On the day she was fired, Beneli was called to a meeting where she was told she was being suspended without pay for two safety violations. She responded with profanities and was then terminated. The union filed a grievance over her suspension and termination. Pursuant to the collective bargaining agreement (CBA) in place, binding arbitration was conducted before a joint labor-management Grievance Review Subcommittee.
The subcommittee denied the grievance and upheld Beneli’s discharge. The National Labor Relations Board (NLRB) reviewed the decision and issued a complaint against the employer. After a hearing, however, an administrative law judge (ALJ) issued an order recommending that the NLRB defer to the subcommittee decision and dismiss the complaint.

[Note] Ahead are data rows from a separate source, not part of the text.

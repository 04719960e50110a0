//! Shopify Admin API version handling.
//!
//! This module provides the [`ApiVersion`] newtype for the version segment
//! of Admin API paths (`/admin/api/{version}/...`).

use crate::error::ConfigError;
use std::fmt;
use std::str::FromStr;

/// A Shopify Admin API version in `YYYY-MM` form.
///
/// Shopify releases new API versions quarterly (January, April, July,
/// October). The app pins one version for all outbound calls.
///
/// # Example
///
/// ```rust
/// use storecredit::ApiVersion;
///
/// let version: ApiVersion = "2019-10".parse().unwrap();
/// assert_eq!(version.as_ref(), "2019-10");
/// assert_eq!(version, ApiVersion::default());
/// ```
#[derive(Clone, Debug, PartialEq, Eq, Hash)]
pub struct ApiVersion(String);

impl ApiVersion {
    /// The version the app is developed and tested against.
    pub const PINNED: &'static str = "2019-10";

    /// Creates a validated API version.
    ///
    /// # Errors
    ///
    /// Returns [`ConfigError::InvalidApiVersion`] unless the string is
    /// `YYYY-MM` with a quarterly release month (01, 04, 07, 10).
    pub fn new(version: impl Into<String>) -> Result<Self, ConfigError> {
        let version = version.into();

        let invalid = || ConfigError::InvalidApiVersion {
            version: version.clone(),
        };

        let (year, month) = version.split_once('-').ok_or_else(invalid)?;
        if year.len() != 4 || !year.chars().all(|c| c.is_ascii_digit()) {
            return Err(invalid());
        }
        if !matches!(month, "01" | "04" | "07" | "10") {
            return Err(invalid());
        }

        Ok(Self(version))
    }
}

impl Default for ApiVersion {
    fn default() -> Self {
        Self(Self::PINNED.to_string())
    }
}

impl FromStr for ApiVersion {
    type Err = ConfigError;

    fn from_str(s: &str) -> Result<Self, Self::Err> {
        Self::new(s)
    }
}

impl AsRef<str> for ApiVersion {
    fn as_ref(&self) -> &str {
        &self.0
    }
}

impl fmt::Display for ApiVersion {
    fn fmt(&self, f: &mut fmt::Formatter<'_>) -> fmt::Result {
        f.write_str(&self.0)
    }
}
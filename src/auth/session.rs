//! Session management for authenticated Admin API calls.
//!
//! This module provides the [`Session`] type representing one shop's
//! access credential, and the [`AccessTokenResponse`] payload returned by
//! the token-exchange endpoint.

use chrono::{DateTime, Utc};
use serde::{Deserialize, Serialize};

use crate::auth::AuthScopes;
use crate::config::ShopDomain;

/// The JSON body returned by `POST /admin/oauth/access_token`.
#[derive(Debug, Clone, Deserialize)]
pub struct AccessTokenResponse {
    /// The long-lived bearer credential.
    pub access_token: String,
    /// The scopes actually granted, comma-separated.
    #[serde(default)]
    pub scope: Option<AuthScopes>,
}

/// An authenticated session for one shop.
///
/// A session is created when a callback's authorization code is exchanged
/// for an access token, and authorizes Admin API calls on behalf of that
/// shop until the app is uninstalled. Sessions are immutable after
/// creation; a re-install replaces the stored session wholesale.
///
/// # Example
///
/// ```rust
/// use storecredit::{Session, ShopDomain};
///
/// let session = Session::new(
///     ShopDomain::new("my-store").unwrap(),
///     "access-token".to_string(),
///     "read_customers".parse().unwrap(),
/// );
///
/// assert!(session.is_active());
/// assert_eq!(session.shop.as_ref(), "my-store.myshopify.com");
/// ```
#[derive(Clone, Debug, Serialize, Deserialize)]
pub struct Session {
    /// The shop this session is for.
    pub shop: ShopDomain,

    /// The access token for Admin API authentication.
    pub access_token: String,

    /// The OAuth scopes granted to this session.
    pub scopes: AuthScopes,

    /// When the token exchange that produced this session completed.
    pub created_at: DateTime<Utc>,
}

impl Session {
    /// Creates a new session with the specified parameters.
    #[must_use]
    pub fn new(shop: ShopDomain, access_token: String, scopes: AuthScopes) -> Self {
        Self {
            shop,
            access_token,
            scopes,
            created_at: Utc::now(),
        }
    }

    /// Builds a session from a token-exchange response.
    #[must_use]
    pub fn from_token_response(shop: ShopDomain, response: AccessTokenResponse) -> Self {
        Self::new(
            shop,
            response.access_token,
            response.scope.unwrap_or_default(),
        )
    }

    /// Returns `true` if this session holds a usable access token.
    ///
    /// Offline tokens do not expire; a session is inactive only when the
    /// token is empty.
    #[must_use]
    pub fn is_active(&self) -> bool {
        !self.access_token.is_empty()
    }
}

// Verify Session is Send + Sync at compile time
const _: fn() = || {
    const fn assert_send_sync<T: Send + Sync>() {}
    assert_send_sync::<Session>();
};
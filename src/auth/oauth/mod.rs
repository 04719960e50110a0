//! OAuth 2.0 authorization-code flow for the install handshake.
//!
//! Installing the app on a shop is a three-step protocol:
//!
//! 1. **Install initiation** ([`begin_install`]): generate an anti-forgery
//!    state token and an authorization URL on the shop's domain, and
//!    redirect the merchant there (the state also travels as a cookie).
//!
//! 2. **Callback authentication** ([`authenticate_callback`]): when the
//!    merchant is redirected back, verify the state echo, the presence of
//!    the required parameters, and the HMAC signature — then exchange the
//!    authorization code for an access token.
//!
//! 3. The resulting [`Session`](crate::auth::Session) authorizes Admin API
//!    calls for that shop.
//!
//! # Security Features
//!
//! - **HMAC validation**: every callback is verified with HMAC-SHA256
//!   using the app secret as the key
//! - **CSRF protection**: the single-use state parameter binds a callback
//!   to the install attempt that issued it
//! - **Constant-time comparison**: digest and state comparisons never
//!   leak match length through timing
//!
//! # Example
//!
//! ```rust,ignore
//! use storecredit::auth::oauth::{authenticate_callback, begin_install, CallbackParams};
//!
//! // Step 1: build the redirect, set `redirect.state` as a cookie
//! let redirect = begin_install(&config, &shop)?;
//!
//! // Step 2: in the callback handler
//! let params = CallbackParams::parse(raw_query);
//! let session = authenticate_callback(&config, &http, &params, cookie_state).await?;
//! store.insert(session).await;
//! ```

mod authenticate;
mod begin_install;
mod callback;
mod error;
pub mod hmac;
mod state;

pub use authenticate::authenticate_callback;
pub use begin_install::{begin_install, InstallRedirect, CALLBACK_PATH};
pub use callback::CallbackParams;
pub use error::OAuthError;
pub use hmac::{compute_signature, constant_time_compare, validate_hmac};
pub use state::StateParam;
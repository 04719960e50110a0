//! Callback query parameters, in wire order.
//!
//! Shopify signs the callback over the query string as it was sent, so the
//! parameters must be kept in their original order for verification. A
//! plain map would lose that ordering; [`CallbackParams`] keeps the
//! decoded key/value pairs as a sequence.

use std::fmt;

/// The query parameters of an OAuth callback request.
///
/// Parsed from the raw query string, preserving the order in which the
/// parameters arrived. Lookups return the first occurrence of a key.
///
/// # Example
///
/// ```rust
/// use storecredit::auth::oauth::CallbackParams;
///
/// let params = CallbackParams::parse("code=abc&shop=x.myshopify.com&state=n&hmac=ff");
/// assert_eq!(params.code(), Some("abc"));
/// assert_eq!(params.shop(), Some("x.myshopify.com"));
///
/// // The signable form drops hmac (and signature) but keeps the order
/// assert_eq!(
///     params.to_signable_string(),
///     "code=abc&shop=x.myshopify.com&state=n"
/// );
/// ```
#[derive(Clone, Debug, PartialEq, Eq)]
pub struct CallbackParams {
    pairs: Vec<(String, String)>,
}

impl CallbackParams {
    /// Keys excluded from the signable string because they carry the
    /// signature itself.
    const SIGNATURE_KEYS: [&'static str; 2] = ["hmac", "signature"];

    /// Parses a raw query string (without the leading `?`).
    ///
    /// Both keys and values are percent-decoded, with `+` treated as a
    /// space. Entries without a `=` become keys with empty values.
    #[must_use]
    pub fn parse(query: &str) -> Self {
        let pairs = query
            .split('&')
            .filter(|part| !part.is_empty())
            .map(|part| {
                let (key, value) = part.split_once('=').unwrap_or((part, ""));
                (decode_component(key), decode_component(value))
            })
            .collect();

        Self { pairs }
    }

    /// Returns the first value for `key`, if present and non-empty.
    #[must_use]
    pub fn get(&self, key: &str) -> Option<&str> {
        self.pairs
            .iter()
            .find(|(k, _)| k == key)
            .map(|(_, v)| v.as_str())
            .filter(|v| !v.is_empty())
    }

    /// The `shop` parameter.
    #[must_use]
    pub fn shop(&self) -> Option<&str> {
        self.get("shop")
    }

    /// The `hmac` parameter.
    #[must_use]
    pub fn hmac(&self) -> Option<&str> {
        self.get("hmac")
    }

    /// The `code` parameter.
    #[must_use]
    pub fn code(&self) -> Option<&str> {
        self.get("code")
    }

    /// The `state` parameter.
    #[must_use]
    pub fn state(&self) -> Option<&str> {
        self.get("state")
    }

    /// Serializes the parameters Shopify signed: all pairs except the
    /// `hmac` and `signature` keys, percent-encoded, `&`-joined, in the
    /// order they arrived.
    #[must_use]
    pub fn to_signable_string(&self) -> String {
        self.pairs
            .iter()
            .filter(|(k, _)| !Self::SIGNATURE_KEYS.contains(&k.as_str()))
            .map(|(k, v)| format!("{}={}", urlencoding::encode(k), urlencoding::encode(v)))
            .collect::<Vec<_>>()
            .join("&")
    }
}

impl fmt::Display for CallbackParams {
    fn fmt(&self, f: &mut fmt::Formatter<'_>) -> fmt::Result {
        let joined = self
            .pairs
            .iter()
            .map(|(k, v)| format!("{k}={v}"))
            .collect::<Vec<_>>()
            .join("&");
        f.write_str(&joined)
    }
}

/// Percent-decodes one query component, mapping `+` to a space first.
fn decode_component(raw: &str) -> String {
    let plus_decoded = raw.replace('+', " ");
    urlencoding::decode(&plus_decoded).map_or_else(|_| plus_decoded.clone(), |s| s.into_owned())
}
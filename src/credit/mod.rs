//! Store-credit arithmetic.
//!
//! The balance lives in the customer record's freeform `note` field, so
//! everything here works on the string form of that field: parse it,
//! subtract the discount, clamp at zero, format it for the write-back.
//!
//! The discount amount is the sum of the `item_ids` query parameter's
//! comma-separated entries, each parsed as a number. The upstream checkout
//! integration sends prices in that parameter despite its name, and the
//! wire contract is kept as-is.

use rand::Rng;

/// Balance assigned to customers whose note holds no number.
pub const DEFAULT_BALANCE: f64 = 150.0;

/// Parses a store-credit balance out of a customer note.
///
/// A missing note or one that does not parse as a number yields
/// [`DEFAULT_BALANCE`].
///
/// # Example
///
/// ```rust
/// use storecredit::credit::parse_balance;
///
/// assert_eq!(parse_balance(Some("150")), 150.0);
/// assert_eq!(parse_balance(Some("12.5")), 12.5);
/// assert_eq!(parse_balance(Some("VIP customer")), 150.0);
/// assert_eq!(parse_balance(None), 150.0);
/// ```
#[must_use]
pub fn parse_balance(note: Option<&str>) -> f64 {
    note.and_then(|n| n.trim().parse::<f64>().ok())
        .filter(|n| n.is_finite())
        .unwrap_or(DEFAULT_BALANCE)
}

/// Sums the comma-separated entries of an `item_ids` parameter.
///
/// Entries that do not parse as numbers contribute nothing. A missing or
/// empty parameter sums to zero.
#[must_use]
pub fn discount_amount(item_ids: Option<&str>) -> f64 {
    item_ids
        .map(|raw| {
            raw.split(',')
                .filter_map(|entry| entry.trim().parse::<f64>().ok())
                .sum()
        })
        .unwrap_or(0.0)
}

/// Subtracts a discount from a balance, clamping at zero.
///
/// The stored balance never goes negative; a discount larger than the
/// balance drains it to exactly `0`.
#[must_use]
pub fn apply_discount(balance: f64, amount: f64) -> f64 {
    let remaining = balance - amount;
    if remaining < 0.0 {
        0.0
    } else {
        remaining
    }
}

/// Generates a discount code: a random 6-digit integer.
#[must_use]
pub fn generate_discount_code() -> u32 {
    rand::thread_rng().gen_range(100_000..=999_999)
}

/// Formats a balance for the note write-back.
///
/// Whole values drop the fractional part (`100` rather than `100.0`) so
/// the note stays readable in the admin UI.
#[must_use]
#[allow(clippy::cast_possible_truncation)]
pub fn format_balance(balance: f64) -> String {
    if balance.fract() == 0.0 && balance.abs() < 1e15 {
        format!("{}", balance as i64)
    } else {
        format!("{balance}")
    }
}

/// Renders a balance as a JSON number, integral when it is whole.
#[must_use]
#[allow(clippy::cast_possible_truncation)]
pub fn balance_to_json(balance: f64) -> serde_json::Value {
    if balance.fract() == 0.0 && balance.abs() < 1e15 {
        serde_json::Value::from(balance as i64)
    } else {
        serde_json::Value::from(balance)
    }
}

#[cfg(test)]
mod tests {
    use super::*;

    #[test]
    fn test_parse_balance_reads_numeric_notes() {
        assert_eq!(parse_balance(Some("150")), 150.0);
        assert_eq!(parse_balance(Some(" 99.5 ")), 99.5);
        assert_eq!(parse_balance(Some("0")), 0.0);
    }

    #[test]
    fn test_parse_balance_defaults_for_non_numeric() {
        assert_eq!(parse_balance(Some("prefers email")), DEFAULT_BALANCE);
        assert_eq!(parse_balance(Some("")), DEFAULT_BALANCE);
        assert_eq!(parse_balance(None), DEFAULT_BALANCE);
        assert_eq!(parse_balance(Some("NaN")), DEFAULT_BALANCE);
    }

    #[test]
    fn test_discount_amount_sums_entries() {
        assert_eq!(discount_amount(Some("24,26")), 50.0);
        assert_eq!(discount_amount(Some("10")), 10.0);
        assert_eq!(discount_amount(Some("1.5,2.5")), 4.0);
    }

    #[test]
    fn test_discount_amount_handles_missing_and_junk() {
        assert_eq!(discount_amount(None), 0.0);
        assert_eq!(discount_amount(Some("")), 0.0);
        assert_eq!(discount_amount(Some("abc,10")), 10.0);
    }

    #[test]
    fn test_apply_discount_subtracts() {
        assert_eq!(apply_discount(150.0, 50.0), 100.0);
    }

    #[test]
    fn test_apply_discount_clamps_at_zero() {
        assert_eq!(apply_discount(10.0, 30.0), 0.0);
        assert_eq!(apply_discount(0.0, 1.0), 0.0);
    }

    #[test]
    fn test_generate_discount_code_is_six_digits() {
        for _ in 0..100 {
            let code = generate_discount_code();
            assert!((100_000..=999_999).contains(&code));
        }
    }

    #[test]
    fn test_format_balance_drops_trailing_zero() {
        assert_eq!(format_balance(100.0), "100");
        assert_eq!(format_balance(0.0), "0");
        assert_eq!(format_balance(12.5), "12.5");
    }

    #[test]
    fn test_balance_to_json_is_integral_when_whole() {
        assert_eq!(balance_to_json(150.0), serde_json::json!(150));
        assert_eq!(balance_to_json(12.5), serde_json::json!(12.5));
    }
}
//! HMAC validation for OAuth callbacks.
//!
//! Shopify signs every callback with HMAC-SHA256 over the query string
//! (minus the signature parameters) using the app's API secret as the key.
//! This module computes that signature and compares it against the one the
//! request carries.
//!
//! # Security
//!
//! All comparisons are constant-time to prevent timing side-channels. A
//! length mismatch between digests is a verification failure, never an
//! error or a panic.

use hmac::{Hmac, Mac};
use sha2::Sha256;
use subtle::ConstantTimeEq;

use crate::auth::oauth::CallbackParams;
use crate::config::ApiSecretKey;

type HmacSha256 = Hmac<Sha256>;

/// Computes an HMAC-SHA256 signature for the given message.
///
/// The signature is returned as a lowercase hexadecimal string, the format
/// Shopify uses for the `hmac` query parameter.
///
/// # Note
///
/// This function uses `expect()` internally but this will never panic
/// because HMAC-SHA256 accepts keys of any length.
///
/// # Example
///
/// ```rust
/// use storecredit::auth::oauth::compute_signature;
///
/// let sig = compute_signature("code=abc&shop=x.myshopify.com&state=n", "secret-key");
/// assert_eq!(sig.len(), 64); // SHA256 produces 32 bytes = 64 hex chars
/// assert!(sig.chars().all(|c| c.is_ascii_hexdigit() && !c.is_ascii_uppercase()));
/// ```
#[must_use]
#[allow(clippy::missing_panics_doc)] // HMAC accepts any key size, so this never panics
pub fn compute_signature(message: &str, secret: &str) -> String {
    let mut mac =
        HmacSha256::new_from_slice(secret.as_bytes()).expect("HMAC can take key of any size");
    mac.update(message.as_bytes());
    let result = mac.finalize();
    hex::encode(result.into_bytes())
}

/// Performs constant-time comparison of two strings.
///
/// Used for HMAC digests and state tokens, where an early-exit comparison
/// would leak how many leading bytes matched.
#[must_use]
pub fn constant_time_compare(a: &str, b: &str) -> bool {
    // ConstantTimeEq handles different lengths securely
    a.as_bytes().ct_eq(b.as_bytes()).into()
}

/// Validates the HMAC signature of an OAuth callback.
///
/// Reconstructs the signable string from the callback parameters (all
/// pairs except `hmac` and `signature`, in wire order), computes the
/// expected digest with the app secret, and compares it against the
/// supplied `hmac` parameter in constant time.
///
/// Returns `false` when the `hmac` parameter is absent.
#[must_use]
pub fn validate_hmac(params: &CallbackParams, secret: &ApiSecretKey) -> bool {
    let Some(received) = params.hmac() else {
        return false;
    };

    let computed = compute_signature(&params.to_signable_string(), secret.as_ref());
    constant_time_compare(&computed, received)
}

// Internal hex encoding since we don't want to add another dependency
mod hex {
    const HEX_CHARS: &[u8; 16] = b"0123456789abcdef";

    pub fn encode(bytes: impl AsRef<[u8]>) -> String {
        let bytes = bytes.as_ref();
        let mut result = String::with_capacity(bytes.len() * 2);
        for &byte in bytes {
            result.push(HEX_CHARS[(byte >> 4) as usize] as char);
            result.push(HEX_CHARS[(byte & 0x0f) as usize] as char);
        }
        result
    }
}

#[cfg(test)]
mod tests {
    use super::*;

    fn secret(value: &str) -> ApiSecretKey {
        ApiSecretKey::new(value).unwrap()
    }

    #[test]
    fn test_compute_signature_produces_lowercase_hex() {
        let sig = compute_signature("test", "secret");
        assert_eq!(sig.len(), 64);
        assert!(sig.chars().all(|c| c.is_ascii_hexdigit()));
        assert!(sig.chars().all(|c| !c.is_ascii_uppercase()));
    }

    #[test]
    fn test_compute_signature_matches_known_value() {
        // HMAC-SHA256("message", "key")
        let sig = compute_signature("message", "key");
        assert_eq!(
            sig,
            "6e9ef29b75fffc5b7abae527d58fdadb2fe42e7219011976917343065f58ed4a"
        );
    }

    #[test]
    fn test_constant_time_compare() {
        assert!(constant_time_compare("abc123", "abc123"));
        assert!(constant_time_compare("", ""));
        assert!(!constant_time_compare("abc123", "abc124"));
        assert!(!constant_time_compare("abc", "abcd"));
        assert!(!constant_time_compare("ABC", "abc"));
    }

    #[test]
    fn test_validate_hmac_accepts_correct_signature() {
        let query = "code=auth-code&shop=test-shop.myshopify.com&state=nonce";
        let sig = compute_signature(query, "test-secret");
        let params = CallbackParams::parse(&format!("{query}&hmac={sig}"));

        assert!(validate_hmac(&params, &secret("test-secret")));
    }

    #[test]
    fn test_validate_hmac_rejects_single_bit_flip() {
        let query = "code=auth-code&shop=test-shop.myshopify.com&state=nonce";
        let mut sig = compute_signature(query, "test-secret");

        // Flip the last hex digit
        let last = sig.pop().unwrap();
        sig.push(if last == '0' { '1' } else { '0' });
        let params = CallbackParams::parse(&format!("{query}&hmac={sig}"));

        assert!(!validate_hmac(&params, &secret("test-secret")));
    }

    #[test]
    fn test_validate_hmac_rejects_wrong_secret() {
        let query = "code=c&shop=s.myshopify.com&state=n";
        let sig = compute_signature(query, "other-secret");
        let params = CallbackParams::parse(&format!("{query}&hmac={sig}"));

        assert!(!validate_hmac(&params, &secret("test-secret")));
    }

    #[test]
    fn test_validate_hmac_rejects_truncated_digest() {
        let query = "code=c&shop=s.myshopify.com&state=n";
        let sig = compute_signature(query, "test-secret");
        let params = CallbackParams::parse(&format!("{query}&hmac={}", &sig[..16]));

        assert!(!validate_hmac(&params, &secret("test-secret")));
    }

    #[test]
    fn test_validate_hmac_rejects_missing_hmac() {
        let params = CallbackParams::parse("code=c&shop=s.myshopify.com&state=n");
        assert!(!validate_hmac(&params, &secret("test-secret")));
    }

    #[test]
    fn test_validate_hmac_ignores_signature_key() {
        // The legacy `signature` parameter is excluded from the signable
        // string just like `hmac` itself
        let query = "code=c&shop=s.myshopify.com&state=n";
        let sig = compute_signature(query, "test-secret");
        let params =
            CallbackParams::parse(&format!("code=c&shop=s.myshopify.com&signature=legacy&state=n&hmac={sig}"));

        assert!(validate_hmac(&params, &secret("test-secret")));
    }

    #[test]
    fn test_hex_encoding() {
        assert_eq!(hex::encode([0x00, 0xff, 0xab, 0xcd]), "00ffabcd");
        assert_eq!(hex::encode([]), "");
    }
}
//! Authorization URL generation for the install flow.
//!
//! The first step of the OAuth flow: generate a fresh anti-forgery state
//! and build the authorization URL the merchant's browser is redirected
//! to. No network I/O happens here.

use crate::auth::oauth::error::OAuthError;
use crate::auth::oauth::state::StateParam;
use crate::config::{AppConfig, ShopDomain};

/// The path on this app that receives the OAuth callback.
pub const CALLBACK_PATH: &str = "/shopify/callback";

/// Result of initiating an install.
///
/// Contains the authorization URL to redirect the merchant to, and the
/// state parameter that must travel alongside it as a browser cookie so
/// the callback handler can verify the round trip.
#[derive(Clone, Debug)]
pub struct InstallRedirect {
    /// The full authorization URL on the shop's domain.
    pub auth_url: String,

    /// The anti-forgery state generated for this install attempt.
    ///
    /// Set this as the `state` cookie; the callback compares the cookie
    /// against the echoed `state` query parameter.
    pub state: StateParam,
}

/// Builds the authorization redirect for one install attempt.
///
/// Generates a cryptographically unpredictable state token and constructs
/// `https://{shop}/admin/oauth/authorize` with `client_id`, `scope`,
/// `state`, and `redirect_uri` query parameters (keys and values
/// percent-encoded). The scopes are the fixed process-wide set from the
/// configuration; the redirect URI is the configured host plus
/// [`CALLBACK_PATH`].
///
/// # Errors
///
/// Returns [`OAuthError::MissingHostConfig`] if the configuration has no
/// host URL.
///
/// # Example
///
/// ```rust
/// use storecredit::auth::oauth::begin_install;
/// use storecredit::{ApiKey, ApiSecretKey, AppConfig, HostUrl, ShopDomain};
///
/// let config = AppConfig::builder()
///     .api_key(ApiKey::new("api-key").unwrap())
///     .api_secret_key(ApiSecretKey::new("secret").unwrap())
///     .host(HostUrl::new("https://myapp.example.com").unwrap())
///     .scopes("read_customers".parse().unwrap())
///     .build()
///     .unwrap();
///
/// let shop = ShopDomain::new("test-shop").unwrap();
/// let redirect = begin_install(&config, &shop).unwrap();
///
/// assert!(redirect
///     .auth_url
///     .starts_with("https://test-shop.myshopify.com/admin/oauth/authorize?"));
/// assert!(redirect.auth_url.contains("read_customers"));
/// ```
pub fn begin_install(
    config: &AppConfig,
    shop: &ShopDomain,
) -> Result<InstallRedirect, OAuthError> {
    let host = config.host().ok_or(OAuthError::MissingHostConfig)?;

    let state = StateParam::new();
    let redirect_uri = format!("{}{}", host.as_ref(), CALLBACK_PATH);

    let params = [
        ("client_id", config.api_key().as_ref().to_string()),
        ("scope", config.scopes().to_string()),
        ("state", state.to_string()),
        ("redirect_uri", redirect_uri),
    ];

    let query_string = params
        .iter()
        .map(|(k, v)| format!("{}={}", urlencoding::encode(k), urlencoding::encode(v)))
        .collect::<Vec<_>>()
        .join("&");

    let auth_url = format!(
        "https://{}/admin/oauth/authorize?{}",
        shop.as_ref(),
        query_string
    );

    Ok(InstallRedirect { auth_url, state })
}

// Verify InstallRedirect is Send + Sync at compile time
const _: fn() = || {
    const fn assert_send_sync<T: Send + Sync>() {}
    assert_send_sync::<InstallRedirect>();
};
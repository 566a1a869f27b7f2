use crate::error::AppError;
use config::{Config as Cfg, File};
use serde::Deserialize;

#[derive(Debug, Deserialize, Clone)]
pub struct Config {
    #[serde(default = "default_port")]
    pub port: u16,
    #[serde(default = "default_log_level")]
    pub log_level: String,
    /// OTLP collector endpoint; span export is disabled when unset.
    #[serde(default)]
    pub otlp_endpoint: Option<String>,
}

fn default_port() -> u16 {
    8080
}

fn default_log_level() -> String {
    "info".to_string()
}

impl Default for Config {
    fn default() -> Self {
        Self {
            port: default_port(),
            log_level: default_log_level(),
            otlp_endpoint: None,
        }
    }
}

impl Config {
    pub fn load() -> Result<Self, AppError> {
        dotenvy::dotenv().ok();

        let config = Cfg::builder()
            .add_source(File::with_name("configuration").required(false))
            .add_source(config::Environment::with_prefix("APP").separator("__"))
            .build()?;

        Ok(config.try_deserialize()?)
    }
}

#[cfg(test)]
mod tests {
    use super::*;

    #[test]
    fn defaults_apply_to_empty_source() {
        let config: Config = Cfg::builder()
            .build()
            .unwrap()
            .try_deserialize()
            .unwrap();

        assert_eq!(config.port, 8080);
        assert_eq!(config.log_level, "info");
        assert!(config.otlp_endpoint.is_none());
    }
}
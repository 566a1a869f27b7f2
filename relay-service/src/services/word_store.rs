//! Per-user word history kept as a JSON array in the key-value store.
//!
//! Appends are a plain read-modify-write. Two concurrent appends for the same
//! user can interleave so that the later write drops the earlier one's words.

use super::store::KvStore;
use std::sync::Arc;

#[derive(Clone)]
pub struct WordStore {
    kv: Arc<dyn KvStore>,
}

impl WordStore {
    pub fn new(kv: Arc<dyn KvStore>) -> Self {
        Self { kv }
    }

    pub fn storage_key(user_id: &str) -> String {
        format!("user_{}_words", user_id)
    }

    /// Stored words for `user_id`, oldest first. Empty when nothing is stored.
    pub async fn get_words(&self, user_id: &str) -> Result<Vec<String>, anyhow::Error> {
        let key = Self::storage_key(user_id);
        match self.kv.get(&key).await? {
            Some(raw) => serde_json::from_str(&raw)
                .map_err(|e| anyhow::anyhow!("Stored word list for {} is corrupt: {}", key, e)),
            None => Ok(Vec::new()),
        }
    }

    pub async fn append_words(
        &self,
        user_id: &str,
        new_words: &[String],
    ) -> Result<(), anyhow::Error> {
        let mut words = self.get_words(user_id).await?;
        words.extend_from_slice(new_words);

        let serialized = serde_json::to_string(&words)?;
        self.kv.put(&Self::storage_key(user_id), &serialized).await?;

        tracing::debug!(
            user_id = %user_id,
            appended = new_words.len(),
            total = words.len(),
            "Appended words to history"
        );
        Ok(())
    }
}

The ALJ’s decision to defer was based on a long-standing NLRB precedent originally established in 1955 and affirmed in 1984, known as the Spielberg/Olin standard. The NLRB filed exceptions to the ALJ’s decision and recommended that the NLRB revisit the standard.
Upon review, the NLRB adopted the ALJ’s decision and denied Beneli’s complaint. However, the NLRB also decided to change the standard for determining when to defer to an arbitration decision. Under the new standard, the NLRB will defer if the party urging deferral shows that “(1) the arbitrator was explicitly authorized to decide the unfair labor practice issue; (2) the arbitrator was presented with and considered the statutory issue, or was prevented from doing so by the party opposing deferral; and (3) Board law reasonably permits the award.”
While this standard shifts the burden of proof and makes deferral to an arbitral decision less likely, the NLRB applied the new standard only prospectively and declined to apply it to Beneli’s case. The employee asked the U.S. Court of Appeals, Ninth Circuit to reverse and apply the new standard to her case.
But the federal appellate panel—giving “considerable deference” to the NLRB’s expertise—sided with the NLRB and ruled the new standard should be applied only prospectively.
Using a five-factor test, the court noted that the case was one of first impression but that the standard was changed on the recommendation of the NLRB, not Beneli, and that the new rule represents “an abrupt departure from well-established practice.” Importantly, the Spielberg/Olin standard was in place when the union and B&W entered into their CBA in 1996, the grievance procedure was amended in 2004, the subcommittee heard Beneli’s grievance in 2009 and the ALJ issued his decision in 2012.
“At each of those steps, B&W would have relied upon the Spielberg/Olin standard in formulating its decisions with regard to negotiating the CBA with the Union, determining whether to oppose the Union before the subcommittee, and developing and presenting its case to the Subcommittee,” the Ninth Circuit said. “These reliances and similar equitable considerations support the prospective application of the new standard.”
Retroactive application would severely burden the employer, the court added, because the subcommittee hearing and decision occurred in 2009, creating problems with faded memories, the likely dispersal of witnesses and the subsequent closure of the B&W work site. Finally, the panel said the balance of statutory interests favored prospective application, as the stability of labor relations would be undermined by retroactively adopting a new standard that “detract[s] from final and binding arbitration procedures to which employers and unions have previously agreed.”
With the Spielberg/Olin standard in place, the Ninth Circuit’s substantive review of the subcommittee decision was brief, with the panel concluding that “the arbitration decision that Beneli was discharged for cause was susceptible to an interpretation consistent” with the National Labor Relations Act.